- **Data for the task**:

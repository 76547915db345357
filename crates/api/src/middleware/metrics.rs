//! Prometheus metrics middleware.
//!
//! Provides HTTP request/response metrics collection and export.

use axum::{
    body::Body,
    extract::MatchedPath,
    http::{Method, Request},
    middleware::Next,
    response::{IntoResponse, Response},
};
use metrics::{counter, histogram};
use std::time::Instant;

/// Middleware to record HTTP request metrics.
///
/// Records the following metrics:
/// - `http_requests_total`: Counter with labels (method, path, status)
/// - `http_request_duration_seconds`: Histogram with labels (method, path)
pub async fn metrics_middleware(req: Request<Body>, next: Next) -> Response {
    let start = Instant::now();
    let method = req.method().clone();
    let path = req
        .extensions()
        .get::<MatchedPath>()
        .map(|p| p.as_str().to_string())
        .unwrap_or_else(|| req.uri().path().to_string());

    let response = next.run(req).await;

    let duration = start.elapsed().as_secs_f64();
    let status = response.status().as_u16().to_string();

    // Record metrics
    let method_str = method_to_str(&method);

    counter!(
        "http_requests_total",
        "method" => method_str.to_string(),
        "path" => path.clone(),
        "status" => status.clone()
    )
    .increment(1);

    histogram!(
        "http_request_duration_seconds",
        "method" => method_str.to_string(),
        "path" => path
    )
    .record(duration);

    response
}

/// Convert HTTP method to string for metric labels.
fn method_to_str(method: &Method) -> &'static str {
    match *method {
        Method::GET => "GET",
        Method::POST => "POST",
        Method::PUT => "PUT",
        Method::DELETE => "DELETE",
        Method::PATCH => "PATCH",
        Method::HEAD => "HEAD",
        Method::OPTIONS => "OPTIONS",
        _ => "OTHER",
    }
}

/// Record a site view, labelled by access outcome.
pub fn record_site_view(reason: &str) {
    counter!(
        "site_views_total",
        "reason" => reason.to_string()
    )
    .increment(1);
}

/// Record a password verification attempt.
pub fn record_password_attempt(verified: bool) {
    counter!(
        "password_attempts_total",
        "verified" => verified.to_string()
    )
    .increment(1);
}

/// Record a recorded RSVP.
pub fn record_rsvp_submitted(attending: bool) {
    counter!(
        "rsvps_submitted_total",
        "attending" => attending.to_string()
    )
    .increment(1);
}

/// Handler for /metrics endpoint that returns Prometheus text format.
pub async fn metrics_handler() -> impl IntoResponse {
    // Get the handle from the global recorder
    // This is set up during app initialization
    if let Some(handle) = PROMETHEUS_HANDLE.get() {
        let output = handle.render();
        (
            axum::http::StatusCode::OK,
            [(axum::http::header::CONTENT_TYPE, "text/plain; version=0.0.4")],
            output,
        )
    } else {
        (
            axum::http::StatusCode::INTERNAL_SERVER_ERROR,
            [(axum::http::header::CONTENT_TYPE, "text/plain")],
            "Metrics not initialized".to_string(),
        )
    }
}

use std::sync::OnceLock;

static PROMETHEUS_HANDLE: OnceLock<metrics_exporter_prometheus::PrometheusHandle> = OnceLock::new();

/// Initialize the Prometheus metrics recorder.
///
/// Must be called once during application startup before any metrics are recorded.
/// Uses `install_recorder()` which sets up the global metrics recorder and returns
/// a handle that can be used to render Prometheus-formatted output.
pub fn init_metrics() {
    use metrics_exporter_prometheus::PrometheusBuilder;

    let builder = PrometheusBuilder::new();

    // Set histogram buckets for request duration
    let handle = builder
        .set_buckets(&[
            0.001, 0.005, 0.01, 0.05, 0.1, 0.2, 0.5, 1.0, 2.0, 5.0,
        ])
        .expect("Failed to set histogram buckets")
        .install_recorder()
        .expect("Failed to install Prometheus recorder");

    // Store the handle for the metrics endpoint
    if PROMETHEUS_HANDLE.set(handle).is_err() {
        panic!("Prometheus handle already initialized");
    }
}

- **Work instruction**:
Could you restate word for word the lines above, from the one that contains "use metrics_exporter_prometheus::PrometheusBuilder;" through the one that contains "to set histogram", and no others?

- **Solution below**:
    use metrics_exporter_prometheus::PrometheusBuilder;

    let builder = PrometheusBuilder::new();

    // Set histogram buckets for request duration
    let handle = builder
        .set_buckets(&[
            0.001, 0.005, 0.01, 0.05, 0.1, 0.2, 0.5, 1.0, 2.0, 5.0,
        ])
        .expect("Failed to set histogram buckets")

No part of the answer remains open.